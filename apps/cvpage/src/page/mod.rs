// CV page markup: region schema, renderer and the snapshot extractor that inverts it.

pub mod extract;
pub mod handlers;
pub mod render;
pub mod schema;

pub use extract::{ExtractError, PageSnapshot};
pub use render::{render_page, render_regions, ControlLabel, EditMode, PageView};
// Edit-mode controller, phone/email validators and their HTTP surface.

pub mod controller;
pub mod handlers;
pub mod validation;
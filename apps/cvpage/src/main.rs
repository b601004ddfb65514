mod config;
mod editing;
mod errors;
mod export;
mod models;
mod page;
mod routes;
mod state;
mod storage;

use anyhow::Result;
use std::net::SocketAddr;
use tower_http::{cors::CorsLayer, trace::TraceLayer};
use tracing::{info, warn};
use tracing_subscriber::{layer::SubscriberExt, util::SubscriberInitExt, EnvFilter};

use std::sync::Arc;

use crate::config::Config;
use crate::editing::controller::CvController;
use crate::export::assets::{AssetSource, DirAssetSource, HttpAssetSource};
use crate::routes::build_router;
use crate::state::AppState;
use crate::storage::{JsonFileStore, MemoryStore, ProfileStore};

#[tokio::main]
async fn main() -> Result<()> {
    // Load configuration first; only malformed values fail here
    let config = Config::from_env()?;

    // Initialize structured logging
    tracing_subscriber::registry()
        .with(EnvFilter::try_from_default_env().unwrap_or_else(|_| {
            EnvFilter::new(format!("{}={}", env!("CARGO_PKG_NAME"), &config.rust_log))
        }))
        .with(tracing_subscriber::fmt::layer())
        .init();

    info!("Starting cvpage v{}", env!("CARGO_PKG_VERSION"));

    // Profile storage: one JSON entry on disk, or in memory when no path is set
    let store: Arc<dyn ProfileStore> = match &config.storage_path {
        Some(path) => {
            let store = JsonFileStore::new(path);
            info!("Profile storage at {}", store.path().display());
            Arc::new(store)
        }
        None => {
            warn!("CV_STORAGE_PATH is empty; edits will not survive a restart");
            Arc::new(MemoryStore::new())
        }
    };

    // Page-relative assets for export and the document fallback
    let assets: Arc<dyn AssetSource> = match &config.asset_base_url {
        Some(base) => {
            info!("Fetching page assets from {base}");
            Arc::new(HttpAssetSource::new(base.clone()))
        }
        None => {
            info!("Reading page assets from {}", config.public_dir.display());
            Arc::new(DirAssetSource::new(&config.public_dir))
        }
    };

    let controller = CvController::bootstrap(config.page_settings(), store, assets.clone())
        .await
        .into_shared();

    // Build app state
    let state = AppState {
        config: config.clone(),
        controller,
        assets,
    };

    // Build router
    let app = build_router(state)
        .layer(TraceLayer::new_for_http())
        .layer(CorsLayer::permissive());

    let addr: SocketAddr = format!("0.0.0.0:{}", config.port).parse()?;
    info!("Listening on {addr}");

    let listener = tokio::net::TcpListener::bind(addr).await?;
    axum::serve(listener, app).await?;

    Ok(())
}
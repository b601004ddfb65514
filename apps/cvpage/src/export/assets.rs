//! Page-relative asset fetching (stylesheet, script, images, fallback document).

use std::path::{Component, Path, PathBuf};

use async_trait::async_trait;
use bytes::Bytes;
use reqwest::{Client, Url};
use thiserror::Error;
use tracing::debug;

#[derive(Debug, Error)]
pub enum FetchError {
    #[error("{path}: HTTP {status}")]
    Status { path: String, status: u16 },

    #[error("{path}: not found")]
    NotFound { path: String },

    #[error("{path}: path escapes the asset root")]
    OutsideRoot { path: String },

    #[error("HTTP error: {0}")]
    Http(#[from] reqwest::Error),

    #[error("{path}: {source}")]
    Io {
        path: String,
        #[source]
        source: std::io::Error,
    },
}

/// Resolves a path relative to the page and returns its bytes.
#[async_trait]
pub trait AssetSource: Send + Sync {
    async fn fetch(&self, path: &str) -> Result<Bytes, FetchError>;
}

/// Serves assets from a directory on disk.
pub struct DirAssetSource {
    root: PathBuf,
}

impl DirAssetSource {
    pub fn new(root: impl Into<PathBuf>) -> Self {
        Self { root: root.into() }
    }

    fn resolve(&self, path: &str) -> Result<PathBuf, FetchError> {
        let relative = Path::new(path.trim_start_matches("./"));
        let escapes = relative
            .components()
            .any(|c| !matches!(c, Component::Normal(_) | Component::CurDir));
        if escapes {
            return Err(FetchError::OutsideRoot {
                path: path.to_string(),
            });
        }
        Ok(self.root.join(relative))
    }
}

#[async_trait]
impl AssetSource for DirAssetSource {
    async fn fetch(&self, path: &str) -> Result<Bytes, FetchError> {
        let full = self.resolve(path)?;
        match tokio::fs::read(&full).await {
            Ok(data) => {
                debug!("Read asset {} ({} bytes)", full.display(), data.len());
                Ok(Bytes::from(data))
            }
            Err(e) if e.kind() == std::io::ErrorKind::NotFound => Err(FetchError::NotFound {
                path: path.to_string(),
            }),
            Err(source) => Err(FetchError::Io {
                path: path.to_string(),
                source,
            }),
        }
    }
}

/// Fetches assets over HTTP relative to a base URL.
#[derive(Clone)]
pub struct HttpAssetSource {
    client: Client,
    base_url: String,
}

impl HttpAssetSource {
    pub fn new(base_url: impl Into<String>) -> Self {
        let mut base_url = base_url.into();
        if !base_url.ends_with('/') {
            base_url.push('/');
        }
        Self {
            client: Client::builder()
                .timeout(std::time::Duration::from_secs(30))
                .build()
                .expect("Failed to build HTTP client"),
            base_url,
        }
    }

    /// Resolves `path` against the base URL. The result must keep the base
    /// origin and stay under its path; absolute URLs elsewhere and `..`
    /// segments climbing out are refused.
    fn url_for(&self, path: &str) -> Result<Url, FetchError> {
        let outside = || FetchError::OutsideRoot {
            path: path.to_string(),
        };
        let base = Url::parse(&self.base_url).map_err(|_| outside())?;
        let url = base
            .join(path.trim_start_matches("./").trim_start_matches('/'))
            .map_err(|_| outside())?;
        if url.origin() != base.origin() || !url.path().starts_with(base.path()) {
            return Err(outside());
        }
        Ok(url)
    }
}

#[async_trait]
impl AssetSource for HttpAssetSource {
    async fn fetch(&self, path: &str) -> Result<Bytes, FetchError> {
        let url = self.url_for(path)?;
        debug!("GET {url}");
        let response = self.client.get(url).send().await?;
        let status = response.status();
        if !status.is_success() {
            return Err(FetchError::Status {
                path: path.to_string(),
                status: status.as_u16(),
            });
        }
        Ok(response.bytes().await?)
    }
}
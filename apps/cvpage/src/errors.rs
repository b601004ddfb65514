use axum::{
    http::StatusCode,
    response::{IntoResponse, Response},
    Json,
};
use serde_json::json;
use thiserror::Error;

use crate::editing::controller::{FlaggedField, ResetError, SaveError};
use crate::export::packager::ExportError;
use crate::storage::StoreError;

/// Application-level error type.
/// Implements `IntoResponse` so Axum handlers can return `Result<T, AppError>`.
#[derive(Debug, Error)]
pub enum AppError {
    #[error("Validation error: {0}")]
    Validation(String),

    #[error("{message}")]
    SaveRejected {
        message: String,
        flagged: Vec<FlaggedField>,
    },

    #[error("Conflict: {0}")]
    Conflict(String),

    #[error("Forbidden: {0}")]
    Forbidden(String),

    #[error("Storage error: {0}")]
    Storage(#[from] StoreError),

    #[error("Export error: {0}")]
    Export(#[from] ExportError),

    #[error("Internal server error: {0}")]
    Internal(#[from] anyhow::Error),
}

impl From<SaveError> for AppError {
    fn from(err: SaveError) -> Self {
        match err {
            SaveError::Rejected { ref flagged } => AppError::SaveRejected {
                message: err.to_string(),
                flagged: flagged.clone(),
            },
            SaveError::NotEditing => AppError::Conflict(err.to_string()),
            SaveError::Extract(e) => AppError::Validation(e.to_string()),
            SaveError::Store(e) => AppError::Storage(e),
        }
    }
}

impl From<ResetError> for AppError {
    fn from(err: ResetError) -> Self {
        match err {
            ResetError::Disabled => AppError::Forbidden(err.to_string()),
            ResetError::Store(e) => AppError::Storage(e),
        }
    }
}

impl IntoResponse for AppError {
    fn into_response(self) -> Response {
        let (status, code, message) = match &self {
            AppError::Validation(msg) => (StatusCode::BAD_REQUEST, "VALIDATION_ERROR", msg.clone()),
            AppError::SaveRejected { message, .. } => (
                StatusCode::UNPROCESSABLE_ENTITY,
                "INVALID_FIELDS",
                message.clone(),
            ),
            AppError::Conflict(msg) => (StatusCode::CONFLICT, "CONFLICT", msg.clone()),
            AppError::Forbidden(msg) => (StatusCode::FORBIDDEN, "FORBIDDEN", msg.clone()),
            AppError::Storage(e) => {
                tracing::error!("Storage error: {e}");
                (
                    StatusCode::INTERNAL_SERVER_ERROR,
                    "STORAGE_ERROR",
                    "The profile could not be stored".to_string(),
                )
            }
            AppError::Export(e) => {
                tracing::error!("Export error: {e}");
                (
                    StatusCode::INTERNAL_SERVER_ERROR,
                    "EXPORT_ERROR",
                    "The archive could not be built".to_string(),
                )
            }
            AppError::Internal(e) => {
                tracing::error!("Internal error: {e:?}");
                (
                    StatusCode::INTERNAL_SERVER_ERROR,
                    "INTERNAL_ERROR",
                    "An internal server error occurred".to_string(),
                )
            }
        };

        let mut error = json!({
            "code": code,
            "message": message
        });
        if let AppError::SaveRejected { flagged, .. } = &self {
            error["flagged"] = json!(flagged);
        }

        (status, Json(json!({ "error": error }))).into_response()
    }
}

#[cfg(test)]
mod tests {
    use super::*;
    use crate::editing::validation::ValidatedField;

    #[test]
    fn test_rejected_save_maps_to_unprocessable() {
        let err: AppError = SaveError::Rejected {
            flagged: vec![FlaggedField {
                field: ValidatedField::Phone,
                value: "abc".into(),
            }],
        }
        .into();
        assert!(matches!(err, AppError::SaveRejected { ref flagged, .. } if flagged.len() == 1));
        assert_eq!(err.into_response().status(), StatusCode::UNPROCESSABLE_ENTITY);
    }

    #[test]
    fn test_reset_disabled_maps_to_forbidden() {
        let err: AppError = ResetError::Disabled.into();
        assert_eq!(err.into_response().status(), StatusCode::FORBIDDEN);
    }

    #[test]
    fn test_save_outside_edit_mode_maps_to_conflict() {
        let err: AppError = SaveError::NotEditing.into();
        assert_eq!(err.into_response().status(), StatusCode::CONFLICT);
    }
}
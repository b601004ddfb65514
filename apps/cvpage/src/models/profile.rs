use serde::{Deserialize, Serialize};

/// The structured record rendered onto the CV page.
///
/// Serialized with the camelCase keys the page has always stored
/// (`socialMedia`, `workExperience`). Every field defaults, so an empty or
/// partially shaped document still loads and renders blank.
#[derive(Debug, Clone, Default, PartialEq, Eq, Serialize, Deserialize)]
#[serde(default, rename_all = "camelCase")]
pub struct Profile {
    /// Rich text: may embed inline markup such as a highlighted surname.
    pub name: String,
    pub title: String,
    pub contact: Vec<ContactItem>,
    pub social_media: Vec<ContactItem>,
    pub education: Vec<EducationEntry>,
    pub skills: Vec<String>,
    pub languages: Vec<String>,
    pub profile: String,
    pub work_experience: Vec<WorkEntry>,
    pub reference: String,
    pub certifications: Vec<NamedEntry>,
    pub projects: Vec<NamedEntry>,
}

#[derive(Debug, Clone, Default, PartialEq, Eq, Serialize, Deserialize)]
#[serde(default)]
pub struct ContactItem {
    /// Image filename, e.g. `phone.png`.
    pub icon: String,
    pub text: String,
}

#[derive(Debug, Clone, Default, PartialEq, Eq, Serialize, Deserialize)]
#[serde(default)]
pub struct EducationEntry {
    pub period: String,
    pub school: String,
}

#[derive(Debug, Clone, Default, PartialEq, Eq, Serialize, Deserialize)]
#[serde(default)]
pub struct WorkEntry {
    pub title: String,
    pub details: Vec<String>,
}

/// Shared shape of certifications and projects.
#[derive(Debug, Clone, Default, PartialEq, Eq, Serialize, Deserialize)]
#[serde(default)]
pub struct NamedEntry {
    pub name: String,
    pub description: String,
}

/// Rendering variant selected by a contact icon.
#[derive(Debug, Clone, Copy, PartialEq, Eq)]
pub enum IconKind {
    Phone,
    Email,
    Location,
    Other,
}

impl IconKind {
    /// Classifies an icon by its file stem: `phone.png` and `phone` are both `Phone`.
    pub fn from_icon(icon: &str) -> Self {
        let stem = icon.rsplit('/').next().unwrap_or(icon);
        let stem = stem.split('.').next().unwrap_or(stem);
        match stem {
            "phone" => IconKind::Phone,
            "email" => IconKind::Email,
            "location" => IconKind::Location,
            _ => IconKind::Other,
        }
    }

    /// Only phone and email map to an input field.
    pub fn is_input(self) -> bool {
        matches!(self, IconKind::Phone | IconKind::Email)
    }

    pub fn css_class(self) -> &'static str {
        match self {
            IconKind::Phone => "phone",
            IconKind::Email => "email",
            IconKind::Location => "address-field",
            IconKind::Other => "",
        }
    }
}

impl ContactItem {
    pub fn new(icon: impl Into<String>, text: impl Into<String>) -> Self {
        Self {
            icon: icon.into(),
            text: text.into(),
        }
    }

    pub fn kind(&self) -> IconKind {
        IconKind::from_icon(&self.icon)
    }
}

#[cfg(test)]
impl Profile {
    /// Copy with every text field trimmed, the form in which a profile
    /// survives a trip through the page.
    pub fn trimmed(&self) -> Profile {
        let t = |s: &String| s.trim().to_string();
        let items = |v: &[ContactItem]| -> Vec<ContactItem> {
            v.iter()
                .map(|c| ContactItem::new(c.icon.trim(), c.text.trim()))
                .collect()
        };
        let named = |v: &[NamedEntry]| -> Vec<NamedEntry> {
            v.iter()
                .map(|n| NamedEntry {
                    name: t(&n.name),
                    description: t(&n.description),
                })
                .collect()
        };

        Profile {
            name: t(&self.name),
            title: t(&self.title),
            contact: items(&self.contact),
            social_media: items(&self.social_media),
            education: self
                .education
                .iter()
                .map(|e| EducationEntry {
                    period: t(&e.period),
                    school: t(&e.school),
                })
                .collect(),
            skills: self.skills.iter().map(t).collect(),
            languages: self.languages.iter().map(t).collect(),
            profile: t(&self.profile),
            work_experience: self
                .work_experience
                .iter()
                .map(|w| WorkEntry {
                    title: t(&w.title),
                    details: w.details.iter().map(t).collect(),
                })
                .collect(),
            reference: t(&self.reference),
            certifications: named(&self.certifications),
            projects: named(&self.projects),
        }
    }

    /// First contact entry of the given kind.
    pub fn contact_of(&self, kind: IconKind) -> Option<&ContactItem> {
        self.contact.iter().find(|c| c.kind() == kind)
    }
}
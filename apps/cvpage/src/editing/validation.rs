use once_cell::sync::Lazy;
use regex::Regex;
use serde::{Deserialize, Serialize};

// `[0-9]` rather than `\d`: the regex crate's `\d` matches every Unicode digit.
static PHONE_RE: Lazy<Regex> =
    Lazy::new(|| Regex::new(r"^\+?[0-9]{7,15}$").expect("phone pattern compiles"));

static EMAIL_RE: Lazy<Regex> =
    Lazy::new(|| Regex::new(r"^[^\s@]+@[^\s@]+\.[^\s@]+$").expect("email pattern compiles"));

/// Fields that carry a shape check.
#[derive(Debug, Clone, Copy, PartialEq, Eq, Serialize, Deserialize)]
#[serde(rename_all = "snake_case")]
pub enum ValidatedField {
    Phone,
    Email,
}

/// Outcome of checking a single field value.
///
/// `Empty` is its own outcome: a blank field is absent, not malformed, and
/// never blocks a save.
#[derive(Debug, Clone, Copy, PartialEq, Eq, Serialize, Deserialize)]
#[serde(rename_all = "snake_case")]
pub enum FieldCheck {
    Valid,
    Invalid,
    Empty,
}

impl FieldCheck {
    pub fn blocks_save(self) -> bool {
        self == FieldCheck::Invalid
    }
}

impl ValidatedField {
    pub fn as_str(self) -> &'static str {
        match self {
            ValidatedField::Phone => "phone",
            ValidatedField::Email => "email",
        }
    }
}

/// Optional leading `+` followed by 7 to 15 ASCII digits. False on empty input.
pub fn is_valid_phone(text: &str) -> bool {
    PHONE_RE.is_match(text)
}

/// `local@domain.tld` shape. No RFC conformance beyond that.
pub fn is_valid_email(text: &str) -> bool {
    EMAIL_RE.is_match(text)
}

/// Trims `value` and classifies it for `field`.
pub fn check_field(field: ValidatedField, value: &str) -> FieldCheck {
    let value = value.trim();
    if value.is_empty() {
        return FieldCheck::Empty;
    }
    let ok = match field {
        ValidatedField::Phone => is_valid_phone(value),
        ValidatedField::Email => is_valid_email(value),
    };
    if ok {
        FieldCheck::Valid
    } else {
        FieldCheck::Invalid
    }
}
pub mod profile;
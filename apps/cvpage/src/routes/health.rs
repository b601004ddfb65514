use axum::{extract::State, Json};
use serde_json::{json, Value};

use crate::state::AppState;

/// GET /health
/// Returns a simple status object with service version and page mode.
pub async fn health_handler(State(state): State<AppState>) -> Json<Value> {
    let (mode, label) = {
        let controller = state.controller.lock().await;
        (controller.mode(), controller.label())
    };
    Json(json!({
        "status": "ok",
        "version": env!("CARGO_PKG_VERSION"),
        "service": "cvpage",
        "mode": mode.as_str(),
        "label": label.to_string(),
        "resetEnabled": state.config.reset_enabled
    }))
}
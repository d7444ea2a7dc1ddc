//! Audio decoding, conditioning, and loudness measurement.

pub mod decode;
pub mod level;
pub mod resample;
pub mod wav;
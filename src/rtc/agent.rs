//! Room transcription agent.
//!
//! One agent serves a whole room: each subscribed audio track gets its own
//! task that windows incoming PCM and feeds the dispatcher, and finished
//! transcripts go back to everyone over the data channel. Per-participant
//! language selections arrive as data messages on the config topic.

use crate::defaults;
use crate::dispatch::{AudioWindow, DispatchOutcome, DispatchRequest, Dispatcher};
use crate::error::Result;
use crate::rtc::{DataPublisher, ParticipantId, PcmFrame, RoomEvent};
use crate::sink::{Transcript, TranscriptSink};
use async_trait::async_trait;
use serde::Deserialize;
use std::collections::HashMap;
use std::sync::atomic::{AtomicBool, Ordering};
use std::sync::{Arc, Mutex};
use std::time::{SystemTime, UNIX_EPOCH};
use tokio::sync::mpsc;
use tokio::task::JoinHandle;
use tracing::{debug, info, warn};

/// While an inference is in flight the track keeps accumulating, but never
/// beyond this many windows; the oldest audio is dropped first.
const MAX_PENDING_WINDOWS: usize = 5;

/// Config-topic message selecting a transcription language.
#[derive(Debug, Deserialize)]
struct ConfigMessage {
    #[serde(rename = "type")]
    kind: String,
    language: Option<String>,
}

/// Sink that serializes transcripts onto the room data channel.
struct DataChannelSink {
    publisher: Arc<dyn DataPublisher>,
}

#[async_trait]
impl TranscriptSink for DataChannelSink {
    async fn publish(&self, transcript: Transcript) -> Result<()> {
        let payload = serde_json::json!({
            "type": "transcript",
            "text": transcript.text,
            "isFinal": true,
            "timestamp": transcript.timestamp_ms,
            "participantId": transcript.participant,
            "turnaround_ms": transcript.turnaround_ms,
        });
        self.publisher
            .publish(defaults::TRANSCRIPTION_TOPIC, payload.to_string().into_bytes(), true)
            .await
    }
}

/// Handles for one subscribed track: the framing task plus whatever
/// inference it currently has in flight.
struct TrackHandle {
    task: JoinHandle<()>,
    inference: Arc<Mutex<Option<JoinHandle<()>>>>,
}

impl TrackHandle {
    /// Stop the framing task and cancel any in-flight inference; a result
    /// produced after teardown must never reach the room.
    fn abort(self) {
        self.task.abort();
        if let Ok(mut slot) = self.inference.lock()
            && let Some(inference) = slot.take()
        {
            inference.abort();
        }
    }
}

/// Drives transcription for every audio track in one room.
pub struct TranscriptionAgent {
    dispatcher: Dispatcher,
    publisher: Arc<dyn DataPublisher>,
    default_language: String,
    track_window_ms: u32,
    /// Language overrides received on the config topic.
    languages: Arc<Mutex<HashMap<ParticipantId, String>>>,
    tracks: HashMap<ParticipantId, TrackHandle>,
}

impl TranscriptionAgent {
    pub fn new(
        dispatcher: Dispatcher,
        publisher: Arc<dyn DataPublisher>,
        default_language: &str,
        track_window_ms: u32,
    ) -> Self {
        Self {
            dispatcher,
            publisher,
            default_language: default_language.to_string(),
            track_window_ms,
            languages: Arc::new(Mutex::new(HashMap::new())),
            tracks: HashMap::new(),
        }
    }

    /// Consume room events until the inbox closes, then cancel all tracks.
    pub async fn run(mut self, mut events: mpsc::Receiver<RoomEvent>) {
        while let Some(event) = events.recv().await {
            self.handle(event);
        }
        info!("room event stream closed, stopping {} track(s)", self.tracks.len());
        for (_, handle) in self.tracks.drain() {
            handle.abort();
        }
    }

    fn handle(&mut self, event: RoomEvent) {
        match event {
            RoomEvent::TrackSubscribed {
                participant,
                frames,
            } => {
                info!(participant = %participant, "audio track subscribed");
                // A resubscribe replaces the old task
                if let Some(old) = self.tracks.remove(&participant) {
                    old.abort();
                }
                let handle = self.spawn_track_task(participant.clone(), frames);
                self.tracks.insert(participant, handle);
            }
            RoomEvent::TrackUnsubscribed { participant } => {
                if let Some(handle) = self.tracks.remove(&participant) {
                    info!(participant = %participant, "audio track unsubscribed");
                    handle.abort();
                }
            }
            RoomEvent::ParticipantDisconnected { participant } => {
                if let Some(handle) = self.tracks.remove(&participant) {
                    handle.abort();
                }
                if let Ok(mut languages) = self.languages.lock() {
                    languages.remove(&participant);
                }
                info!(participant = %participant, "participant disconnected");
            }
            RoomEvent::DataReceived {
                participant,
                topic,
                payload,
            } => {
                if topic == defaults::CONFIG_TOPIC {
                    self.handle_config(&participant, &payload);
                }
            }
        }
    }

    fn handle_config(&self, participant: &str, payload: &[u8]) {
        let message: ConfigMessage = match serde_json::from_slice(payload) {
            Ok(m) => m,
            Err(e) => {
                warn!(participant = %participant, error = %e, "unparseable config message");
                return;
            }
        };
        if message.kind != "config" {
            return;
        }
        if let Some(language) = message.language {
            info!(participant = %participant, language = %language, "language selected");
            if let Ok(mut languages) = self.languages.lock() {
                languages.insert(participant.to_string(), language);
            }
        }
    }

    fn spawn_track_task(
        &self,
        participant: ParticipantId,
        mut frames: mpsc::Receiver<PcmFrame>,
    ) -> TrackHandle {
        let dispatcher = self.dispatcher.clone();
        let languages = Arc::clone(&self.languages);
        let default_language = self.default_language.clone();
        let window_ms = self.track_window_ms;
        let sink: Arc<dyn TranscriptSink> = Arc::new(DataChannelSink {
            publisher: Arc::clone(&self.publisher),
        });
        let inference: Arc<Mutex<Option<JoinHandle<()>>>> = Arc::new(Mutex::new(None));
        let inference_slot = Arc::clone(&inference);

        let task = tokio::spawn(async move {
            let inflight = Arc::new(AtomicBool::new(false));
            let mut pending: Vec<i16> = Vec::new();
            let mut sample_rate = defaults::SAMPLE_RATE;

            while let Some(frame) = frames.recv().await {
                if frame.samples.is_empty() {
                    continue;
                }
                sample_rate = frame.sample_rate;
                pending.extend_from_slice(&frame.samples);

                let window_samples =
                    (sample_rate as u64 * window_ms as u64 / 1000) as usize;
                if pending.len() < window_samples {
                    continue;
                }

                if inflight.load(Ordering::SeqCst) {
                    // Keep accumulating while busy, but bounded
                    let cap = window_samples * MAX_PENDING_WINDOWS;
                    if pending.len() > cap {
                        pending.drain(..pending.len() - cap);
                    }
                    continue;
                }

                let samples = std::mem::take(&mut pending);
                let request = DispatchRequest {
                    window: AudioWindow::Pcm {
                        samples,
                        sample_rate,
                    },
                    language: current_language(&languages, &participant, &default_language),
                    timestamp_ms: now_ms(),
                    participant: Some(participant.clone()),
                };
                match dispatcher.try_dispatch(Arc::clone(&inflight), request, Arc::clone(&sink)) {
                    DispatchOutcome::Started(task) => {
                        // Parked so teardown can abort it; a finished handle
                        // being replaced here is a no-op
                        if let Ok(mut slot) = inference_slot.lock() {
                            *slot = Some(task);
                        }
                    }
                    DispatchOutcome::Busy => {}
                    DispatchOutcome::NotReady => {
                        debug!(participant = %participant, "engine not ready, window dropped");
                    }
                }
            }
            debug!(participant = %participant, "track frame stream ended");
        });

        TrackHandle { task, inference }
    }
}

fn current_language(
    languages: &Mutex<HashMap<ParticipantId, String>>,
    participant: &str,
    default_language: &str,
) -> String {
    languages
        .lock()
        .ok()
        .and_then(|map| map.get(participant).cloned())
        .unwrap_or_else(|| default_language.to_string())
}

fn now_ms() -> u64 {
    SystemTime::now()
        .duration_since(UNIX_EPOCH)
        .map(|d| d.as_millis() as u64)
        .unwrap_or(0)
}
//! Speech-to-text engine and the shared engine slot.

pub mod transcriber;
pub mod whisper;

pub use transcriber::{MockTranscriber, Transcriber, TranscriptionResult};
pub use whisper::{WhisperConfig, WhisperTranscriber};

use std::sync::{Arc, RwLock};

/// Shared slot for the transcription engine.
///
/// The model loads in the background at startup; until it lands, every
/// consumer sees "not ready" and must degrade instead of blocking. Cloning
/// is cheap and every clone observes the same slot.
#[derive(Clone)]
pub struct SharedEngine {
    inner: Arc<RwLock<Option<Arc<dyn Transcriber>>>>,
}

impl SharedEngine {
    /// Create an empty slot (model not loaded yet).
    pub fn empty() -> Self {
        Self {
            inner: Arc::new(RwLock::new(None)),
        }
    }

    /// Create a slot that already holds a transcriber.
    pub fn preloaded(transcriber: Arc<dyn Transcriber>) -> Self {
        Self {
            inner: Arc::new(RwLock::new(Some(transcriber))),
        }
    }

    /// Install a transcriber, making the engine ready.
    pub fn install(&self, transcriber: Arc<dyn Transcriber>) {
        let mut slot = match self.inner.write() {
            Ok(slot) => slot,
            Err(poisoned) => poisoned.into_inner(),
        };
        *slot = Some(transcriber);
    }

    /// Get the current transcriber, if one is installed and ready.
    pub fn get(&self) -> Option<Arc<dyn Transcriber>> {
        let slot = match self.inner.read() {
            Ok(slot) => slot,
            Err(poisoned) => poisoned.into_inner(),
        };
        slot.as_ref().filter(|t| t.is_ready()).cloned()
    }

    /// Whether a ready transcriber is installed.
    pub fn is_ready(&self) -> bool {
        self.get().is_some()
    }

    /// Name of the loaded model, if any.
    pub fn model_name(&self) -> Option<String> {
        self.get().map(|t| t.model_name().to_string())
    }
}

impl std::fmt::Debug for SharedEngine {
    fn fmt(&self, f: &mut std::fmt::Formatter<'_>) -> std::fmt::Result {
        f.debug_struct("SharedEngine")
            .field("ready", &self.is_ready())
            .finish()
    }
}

------------------------------------

> **EXERCISE DETAILS**: If a line falls between the first line of the records and the line containing "filename apps/cvpage/src/main.rs", inclusive, repeat it exactly; leave out all others.

> **RESULT**:
filename apps/cvpage/src/page/mod.rs
// CV page markup: region schema, renderer and the snapshot extractor that inverts it.

pub mod extract;
pub mod handlers;
pub mod render;
pub mod schema;

pub use extract::{ExtractError, PageSnapshot};
pub use render::{render_page, render_regions, ControlLabel, EditMode, PageView};
// Edit-mode controller, phone/email validators and their HTTP surface.

pub mod controller;
pub mod handlers;
pub mod validation;
filename apps/cvpage/src/main.rs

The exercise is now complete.